**WHAT TO DO:** From the material below, list every line containing "being".

**ENTRIES SUPPLIED:**

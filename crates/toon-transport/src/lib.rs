// ============================================
// File: crates/toon-transport/src/lib.rs
// ============================================
//! # TOON Transport - HTTP Transport Layer
//!
//! ## Creation Reason
//! Isolates how payloads reach the server from what they mean. The
//! protocol client talks to the [`Transport`] trait only; production
//! uses the reqwest-backed [`HttpTransport`], tests use
//! [`MockTransport`].
//!
//! ## Main Functionality
//! - [`traits::Transport`]: post / get / download interface
//! - [`http::HttpTransport`]: production HTTP implementation
//! - [`mock::MockTransport`]: scripted in-memory implementation
//!
//! ## Design Philosophy
//! - Traits enable mock implementations for testing
//! - Async-first design with `async_trait`
//! - The transport never interprets payloads; it moves text and bytes
//!
//! ## ⚠️ Important Note for Next Developer
//! - Implementations must be Send + Sync for use in async contexts
//! - Timeouts live here, at the transport boundary - the protocol core
//!   never cancels an exchange mid-flight
//!
//! ## Last Modified
//! v0.1.0 - Initial transport layer

#![warn(missing_docs)]
#![warn(clippy::all)]
#![allow(clippy::module_name_repetitions)]

pub mod error;
pub mod http;
pub mod mock;
pub mod traits;

pub use error::{Result, TransportError};
pub use http::HttpTransport;
pub use mock::MockTransport;
pub use traits::Transport;
// ============================================
// File: crates/toon-core/src/lib.rs
// ============================================
//! # TOON Core - Token Protocol & Cryptography Library
//!
//! ## Creation Reason
//! Provides the TOON token wire format and the device cryptographic
//! identity. This crate is the security backbone of the agent: the
//! canonical byte form produced here is the sole input to every
//! signature the device emits or verifies.
//!
//! ## Main Functionality
//!
//! ### Token Module ([`token`])
//! - [`token::TokenMap`]: insertion-ordered token mapping
//! - Wire serialization (`KEY:value|KEY:value`) and lenient parsing
//! - Canonical form (sorted, signature fields excluded) for signing
//! - Array token groups (`PREFIX[idx].FIELD` + `PREFIX_COUNT`)
//! - Typed message builders (registration, heartbeat, acks, ...)
//!
//! ### Crypto Module ([`crypto`])
//! - [`crypto::DeviceKeyPair`]: long-term Ed25519 signing identity
//! - [`crypto::ServerPublicKey`]: out-of-band configured verifier
//! - Keystore persistence (atomic replace, owner-only permissions)
//! - Nonce generation (128-bit hex, one per signed message)
//!
//! ## Security Guarantees
//! - **Authenticity**: Ed25519 signature over the canonical form of
//!   every outbound message; server payloads verified the same way
//! - **Determinism**: equal token mappings canonicalize identically
//!   regardless of insertion order - the property signatures rely on
//! - **Freshness**: a fresh random nonce token per signed message
//!
//! ## ⚠️ Important Note for Next Developer
//! - ALL cryptographic code uses audited RustCrypto/dalek implementations
//! - NEVER implement custom crypto primitives
//! - The canonical form must NEVER include signature-bearing tokens;
//!   the reserved-prefix list in [`token`] is load-bearing
//!
//! ## Last Modified
//! v0.1.0 - Initial implementation

#![warn(missing_docs)]
#![warn(clippy::all)]
#![allow(clippy::module_name_repetitions)]

pub mod crypto;
pub mod error;
pub mod token;

pub use crypto::{generate_nonce, sign_tokens, verify_with_public_b64, DeviceKeyPair, ServerPublicKey};
pub use error::{CoreError, Result};
pub use token::{TokenMap, TokenMessage};
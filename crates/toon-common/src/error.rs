// ============================================
// File: crates/toon-common/src/error.rs
// ============================================
//! # Common Error Types
//!
//! ## Creation Reason
//! Provides foundational error types and result aliases used across
//! all TOON agent crates, enabling consistent error handling.
//!
//! ## Main Functionality
//! - `CommonError`: Base error enum for common operations
//! - `Result<T>`: Type alias using `CommonError`
//!
//! ## Design Philosophy
//! - Use `thiserror` for ergonomic error definitions
//! - Each crate defines its own error type that wraps `CommonError`
//! - Errors should be informative without leaking sensitive information
//!
//! ## ⚠️ Important Note for Next Developer
//! - Never include key material or raw signatures in error messages
//! - Implement `From` traits for seamless error propagation
//!
//! ## Last Modified
//! v0.1.0 - Initial error definitions

use thiserror::Error;

// ============================================
// Result Type Alias
// ============================================

/// Common result type for operations that may fail.
pub type Result<T> = std::result::Result<T, CommonError>;

// ============================================
// CommonError
// ============================================

/// Common error types shared across TOON agent crates.
///
/// # Categories
/// - **Validation**: Input validation failures
/// - **IO**: System I/O errors
/// - **Encoding**: Serialization/deserialization errors
/// - **Internal**: Unexpected internal state
#[derive(Error, Debug)]
pub enum CommonError {
    /// Invalid input data provided.
    #[error("Invalid input for '{field}': {reason}")]
    InvalidInput {
        /// Name of the field or parameter
        field: String,
        /// Description of what's wrong
        reason: String,
    },

    /// System I/O error occurred.
    #[error("I/O error: {context}")]
    Io {
        /// What operation was being performed
        context: String,
        /// Underlying IO error
        #[source]
        source: std::io::Error,
    },

    /// Failed to encode/serialize data.
    #[error("Encoding error: {context}")]
    Encoding {
        /// What was being encoded
        context: String,
        /// Error details
        details: String,
    },

    /// Failed to decode/deserialize data.
    #[error("Decoding error: {context}")]
    Decoding {
        /// What was being decoded
        context: String,
        /// Error details
        details: String,
    },

    /// Internal error (bug or unexpected condition).
    #[error("Internal error: {message}")]
    Internal {
        /// Description of what went wrong
        message: String,
    },
}

impl CommonError {
    /// Creates an `InvalidInput` error.
    pub fn invalid_input(field: impl Into<String>, reason: impl Into<String>) -> Self {
        Self::InvalidInput {
            field: field.into(),
            reason: reason.into(),
        }
    }

    /// Creates an `Io` error with context.
    pub fn io(context: impl Into<String>, source: std::io::Error) -> Self {
        Self::Io {
            context: context.into(),
            source,
        }
    }

    /// Creates an `Encoding` error.
    pub fn encoding(context: impl Into<String>, details: impl Into<String>) -> Self {
        Self::Encoding {
            context: context.into(),
            details: details.into(),
        }
    }

    /// Creates a `Decoding` error.
    pub fn decoding(context: impl Into<String>, details: impl Into<String>) -> Self {
        Self::Decoding {
            context: context.into(),
            details: details.into(),
        }
    }

    /// Creates an `Internal` error.
    pub fn internal(message: impl Into<String>) -> Self {
        Self::Internal {
            message: message.into(),
        }
    }

    /// Returns `true` if this error is retryable.
    ///
    /// Retryable errors are transient and the operation might
    /// succeed if attempted again.
    #[must_use]
    pub const fn is_retryable(&self) -> bool {
        matches!(self, Self::Io { .. })
    }
}

impl From<std::io::Error> for CommonError {
    fn from(err: std::io::Error) -> Self {
        Self::Io {
            context: "unspecified I/O operation".into(),
            source: err,
        }
    }
}

// ============================================
// Tests
// ============================================
// ============================================
// File: crates/toon-agent/src/lib.rs
// ============================================
//! # TOON Agent - Edge Device Protocol Client
//!
//! ## Creation Reason
//! The device-side engine of the TOON protocol: registers the device,
//! reports health, polls and acknowledges remote commands, and applies
//! signed firmware updates against a central server over an unreliable
//! network.
//!
//! ## Main Functionality
//! - [`config`]: agent configuration (one struct, passed by reference)
//! - [`telemetry`]: health metric provider interface + system reader
//! - [`storage`]: nonce ledger and audit sink (append-only JSONL)
//! - [`backoff`]: adaptive retry interval controller
//! - [`commands`]: command verification and dispatch
//! - [`firmware`]: manifest verification -> download -> checksum ->
//!   apply -> acknowledgment pipeline
//! - [`client`]: the protocol state machine and run loop
//!
//! ## Concurrency Model
//! One device instance is a single logical thread of control: the run
//! loop is strictly sequential, network calls are the only suspension
//! points, and nothing here is designed for concurrent mutation. A
//! fleet simulator runs one independent `DeviceClient` (with its own
//! ledger, keys, and backoff) per identity.
//!
//! ## ⚠️ Important Note for Next Developer
//! - The nonce ledger write happens BEFORE every send; reordering that
//!   breaks the device's own no-reuse guarantee across crashes
//! - Registration rejection is the one fatal protocol error - a device
//!   that cannot register has no valid further state
//!
//! ## Last Modified
//! v0.1.0 - Initial implementation

#![warn(missing_docs)]
#![warn(clippy::all)]
#![allow(clippy::module_name_repetitions)]

pub mod backoff;
pub mod client;
pub mod commands;
pub mod config;
pub mod error;
pub mod firmware;
pub mod storage;
pub mod telemetry;

pub use client::{ClientState, DeviceClient};
pub use config::AgentConfig;
pub use error::{AgentError, Result};
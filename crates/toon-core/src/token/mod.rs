// ============================================
// File: crates/toon-core/src/token/mod.rs
// ============================================
//! # TOON Token Format
//!
//! ## Creation Reason
//! Implements the compact token wire format the device speaks with the
//! server: `KEY:value|KEY:value|...` with short uppercase keys, plus the
//! canonical byte form used as the signing input.
//!
//! ## Main Functionality
//! - [`TokenMap`]: insertion-ordered string token mapping
//! - [`array`]: repeated sub-structures (`PREFIX[idx].FIELD`)
//! - [`messages`]: strongly-typed builders for every outbound message
//!
//! ## Wire Format
//! - Wire form preserves insertion order and includes signature tokens
//! - Canonical form sorts keys ascending, drops signature-reserved keys,
//!   and is the exact byte sequence fed to Ed25519
//! - Values may contain `:` (ISO timestamps do); `|` is reserved and
//!   rejected on serialize since the format has no escaping
//!
//! ## ⚠️ Important Note for Next Developer
//! - [`is_signature_key`] gates what gets signed; adding a new
//!   signature-bearing token family means extending the reserved list
//!   on BOTH ends of the protocol
//!
//! ## Last Modified
//! v0.1.0 - Initial token format implementation

mod array;
mod map;
mod messages;

pub use array::{decode_array, encode_array};
pub use map::TokenMap;
pub use messages::{
    CommandAck, CommandQuery, FirmwareAck, FirmwareCheck, Heartbeat, Registration, TokenMessage,
};

/// Key prefixes whose tokens carry signatures and are therefore excluded
/// from the canonical (signed) form.
pub const SIGNATURE_KEY_PREFIXES: [&str; 3] = ["SIG", "FW_SIG", "SIG_SERV"];

/// Returns `true` if `key` is signature-bearing and must be excluded
/// from canonical form.
#[must_use]
pub fn is_signature_key(key: &str) -> bool {
    SIGNATURE_KEY_PREFIXES
        .iter()
        .any(|prefix| key.starts_with(prefix))
}

/// Wire token vocabulary.
///
/// Short uppercase identifiers are the protocol's field names; the
/// constants exist so the rest of the workspace never spells them twice.
pub mod keys {
    /// Device identifier.
    pub const DEVICE_ID: &str = "D1";
    /// Device class tag.
    pub const DEVICE_CLASS: &str = "D2";
    /// Device public key (base64).
    pub const DEVICE_PUBKEY: &str = "D3";
    /// Manufacturer.
    pub const MANUFACTURER: &str = "D4";
    /// Model.
    pub const MODEL: &str = "D5";

    /// Heartbeat id (`hb_<unix-secs>`).
    pub const HB_ID: &str = "HB1";
    /// Uptime in seconds.
    pub const HB_UPTIME: &str = "HB2";
    /// Memory used in MB.
    pub const HB_MEMORY: &str = "HB3";
    /// CPU temperature, one decimal.
    pub const HB_CPU_TEMP: &str = "HB4";
    /// Last boot time, ISO-8601 UTC.
    pub const HB_LAST_BOOT: &str = "HB5";
    /// Network status (`ONLINE`/`OFFLINE`).
    pub const HB_NETWORK: &str = "HB6";

    /// Command id.
    pub const CMD_ID: &str = "CMD1";
    /// Command type tag.
    pub const CMD_TYPE: &str = "CMD2";
    /// Command arguments.
    pub const CMD_ARGS: &str = "CMD3";
    /// Command array group prefix.
    pub const CMD_PREFIX: &str = "CMD";

    /// Acknowledgment status (`OK`/`ERROR`).
    pub const ACK_STATUS: &str = "ACK1";
    /// Acknowledgment message.
    pub const ACK_MESSAGE: &str = "ACK2";
    /// Acknowledgment duration in milliseconds.
    pub const ACK_DURATION: &str = "ACK3";

    /// Firmware manifest id.
    pub const FW_ID: &str = "FW1";
    /// Firmware version (current or target).
    pub const FW_VERSION: &str = "FW2";
    /// Firmware artifact URL.
    pub const FW_URL: &str = "FW3";
    /// Firmware artifact sha256 (hex).
    pub const FW_CHECKSUM: &str = "FW4";
    /// Firmware artifact size in bytes.
    pub const FW_SIZE: &str = "FW5";
    /// Firmware manifest signature.
    pub const FW_SIG: &str = "FW_SIG";

    /// Message timestamp.
    pub const TIMESTAMP: &str = "TS";
    /// Anti-replay nonce.
    pub const NONCE: &str = "NONCE";
    /// Device signature over canonical form.
    pub const DEVICE_SIG: &str = "SIG1";
    /// Server signature over a canonical subset.
    pub const SERVER_SIG: &str = "SIG_SERV";

    /// Response status token.
    pub const STATUS: &str = "S1";
    /// Server-directed retry interval (seconds).
    pub const RETRY_AFTER: &str = "RTO";
    /// Pending command count hint on heartbeat responses.
    pub const PENDING_CMDS: &str = "PENDING_CMDS";
    /// Firmware availability hint on heartbeat responses.
    pub const FW_AVAILABLE: &str = "FW_AVAILABLE";
}

#[cfg(test)]
mod tests {
    use super::*;

    #[test]
    fn test_signature_key_detection() {
        assert!(is_signature_key("SIG1"));
        assert!(is_signature_key("SIG"));
        assert!(is_signature_key("SIG_SERV"));
        assert!(is_signature_key("FW_SIG"));
        assert!(!is_signature_key("FW1"));
        assert!(!is_signature_key("S1"));
        assert!(!is_signature_key("NONCE"));
    }
}
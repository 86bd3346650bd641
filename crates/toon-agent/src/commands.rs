// ============================================
// File: crates/toon-agent/src/commands.rs
// ============================================
//! # Remote Commands
//!
//! ## Creation Reason
//! Commands arrive as array token groups on the poll response. Before
//! anything executes, the server's signature must verify over a fixed
//! canonical subset of the command's fields; unverifiable commands are
//! discarded - never executed, never acknowledged.
//!
//! ## Main Functionality
//! - [`Command`]: typed view over a decoded command group
//! - [`dispatch`]: bounded set of supported actions; unsupported types
//!   resolve to a failure outcome, never a panic or error
//!
//! ## ⚠️ Important Note for Next Developer
//! - [`COMMAND_SIGNED_FIELDS`] is a protocol constant shared with the
//!   server; extending a command with a new signed field means changing
//!   BOTH ends
//!
//! ## Last Modified
//! v0.1.0 - Initial command handling

use tracing::info;

use toon_core::token::{keys, TokenMap};
use toon_core::ServerPublicKey;

/// Fields covered by the server's command signature, in wire naming.
pub const COMMAND_SIGNED_FIELDS: [&str; 6] = ["CMD1", "CMD2", "CMD3", "CMD4", "CMD5", "TS"];

/// Command type tag for a device restart.
pub const CMD_RESTART: &str = "RESTART";

/// Command type tag for a log capture.
pub const CMD_FETCH_LOGS: &str = "FETCH_LOGS";

// ============================================
// Command
// ============================================

/// A remote command decoded from a `CMD` array group.
#[derive(Debug, Clone, PartialEq, Eq)]
pub struct Command {
    fields: TokenMap,
}

impl Command {
    /// Wraps a decoded field-mapping.
    #[must_use]
    pub fn from_fields(fields: TokenMap) -> Self {
        Self { fields }
    }

    /// Command identifier (`CMD1`), empty if the server omitted it.
    #[must_use]
    pub fn id(&self) -> &str {
        self.fields.get(keys::CMD_ID).unwrap_or_default()
    }

    /// Command type tag (`CMD2`).
    #[must_use]
    pub fn kind(&self) -> &str {
        self.fields.get(keys::CMD_TYPE).unwrap_or_default()
    }

    /// Free-form arguments (`CMD3`), if any.
    #[must_use]
    pub fn args(&self) -> Option<&str> {
        self.fields.get(keys::CMD_ARGS)
    }

    /// The server signature token, if present.
    #[must_use]
    pub fn signature(&self) -> Option<&str> {
        self.fields.get(keys::SERVER_SIG)
    }

    /// The canonical-form subset the server signed.
    #[must_use]
    pub fn signed_subset(&self) -> TokenMap {
        let mut subset = TokenMap::new();
        for field in COMMAND_SIGNED_FIELDS {
            subset.insert_opt(field, self.fields.get(field));
        }
        subset
    }

    /// Verifies the server signature over the signed subset.
    ///
    /// A missing signature, or any verification failure, resolves to
    /// `false`.
    #[must_use]
    pub fn verify(&self, server_key: &ServerPublicKey) -> bool {
        let Some(signature) = self.signature() else {
            return false;
        };
        server_key.verify_b64(&self.signed_subset().canonical_bytes(), signature)
    }
}

// ============================================
// Dispatch
// ============================================

/// Outcome of handling a command; feeds the acknowledgment.
#[derive(Debug, Clone, PartialEq, Eq)]
pub struct CommandOutcome {
    /// Whether the action succeeded.
    pub ok: bool,
    /// Human-readable outcome message.
    pub message: String,
}

/// Executes a verified command.
///
/// Dispatches by type tag over the bounded supported set; an
/// unsupported type resolves to a failure outcome with a descriptive
/// message rather than an error. Every outcome - success or failure -
/// must be acknowledged by the caller exactly once.
#[must_use]
pub fn dispatch(command: &Command) -> CommandOutcome {
    match command.kind() {
        CMD_RESTART => {
            // The actual reboot is supervised hardware policy; the
            // protocol layer only reports it.
            info!(id = command.id(), "restart command handled");
            CommandOutcome {
                ok: true,
                message: "Restart simulated".to_string(),
            }
        }
        CMD_FETCH_LOGS => {
            let message = match command.args() {
                Some(args) if !args.is_empty() => args.to_string(),
                _ => "logs captured".to_string(),
            };
            info!(id = command.id(), "fetch-logs command handled");
            CommandOutcome { ok: true, message }
        }
        other => CommandOutcome {
            ok: false,
            message: format!("unsupported command {other}"),
        },
    }
}

// ============================================
// Tests
// ============================================

#[cfg(test)]
mod tests {
    use super::*;
    use toon_core::DeviceKeyPair;

    fn command(kind: &str) -> TokenMap {
        let mut fields = TokenMap::new();
        fields.insert("CMD1", "c-42");
        fields.insert("CMD2", kind);
        fields.insert("CMD3", "arg-text");
        fields.insert("TS", "2026-08-06T12:00:00.000Z");
        fields
    }

    /// Signs a command the way the server would and returns the
    /// "server" verification key alongside.
    fn signed_command(kind: &str) -> (Command, ServerPublicKey) {
        let server_keys = DeviceKeyPair::generate();
        let mut fields = command(kind);
        let subset: TokenMap = fields.clone();
        let signature = server_keys.sign_b64(&subset.canonical_bytes());
        fields.insert("SIG_SERV", signature);
        let key = ServerPublicKey::from_base64(&server_keys.public_key_b64()).unwrap();
        (Command::from_fields(fields), key)
    }

    #[test]
    fn test_typed_accessors() {
        let cmd = Command::from_fields(command("RESTART"));
        assert_eq!(cmd.id(), "c-42");
        assert_eq!(cmd.kind(), "RESTART");
        assert_eq!(cmd.args(), Some("arg-text"));
        assert!(cmd.signature().is_none());
    }

    #[test]
    fn test_signed_subset_excludes_extras() {
        let mut fields = command("RESTART");
        fields.insert("SIG_SERV", "sig");
        fields.insert("UNRELATED", "x");
        let cmd = Command::from_fields(fields);

        let subset = cmd.signed_subset();
        assert!(subset.contains_key("CMD1"));
        assert!(subset.contains_key("TS"));
        assert!(!subset.contains_key("UNRELATED"));
        assert!(!subset.contains_key("SIG_SERV"));
    }

    #[test]
    fn test_verify_accepts_valid_signature() {
        let (cmd, key) = signed_command("RESTART");
        assert!(cmd.verify(&key));
    }

    #[test]
    fn test_verify_rejects_tampered_field() {
        let (cmd, key) = signed_command("RESTART");
        let mut fields = cmd.fields.clone();
        fields.insert("CMD3", "tampered");
        let tampered = Command::from_fields(fields);
        assert!(!tampered.verify(&key));
    }

    #[test]
    fn test_verify_rejects_missing_signature() {
        let (cmd, key) = signed_command("RESTART");
        let unsigned = Command::from_fields(command("RESTART"));
        assert!(cmd.verify(&key));
        assert!(!unsigned.verify(&key));
    }

    #[test]
    fn test_dispatch_restart() {
        let outcome = dispatch(&Command::from_fields(command("RESTART")));
        assert!(outcome.ok);
        assert_eq!(outcome.message, "Restart simulated");
    }

    #[test]
    fn test_dispatch_fetch_logs_uses_args() {
        let outcome = dispatch(&Command::from_fields(command("FETCH_LOGS")));
        assert!(outcome.ok);
        assert_eq!(outcome.message, "arg-text");

        let mut fields = command("FETCH_LOGS");
        fields.insert("CMD3", "");
        let outcome = dispatch(&Command::from_fields(fields));
        assert!(outcome.ok);
        assert_eq!(outcome.message, "logs captured");
    }

    #[test]
    fn test_dispatch_unsupported_is_failure_not_panic() {
        let outcome = dispatch(&Command::from_fields(command("SELF_DESTRUCT")));
        assert!(!outcome.ok);
        assert!(outcome.message.contains("unsupported command SELF_DESTRUCT"));
    }
}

**EXERCISE ANSWER:**
        /// What operation was being performed
        /// What was being encoded
        /// What was being decoded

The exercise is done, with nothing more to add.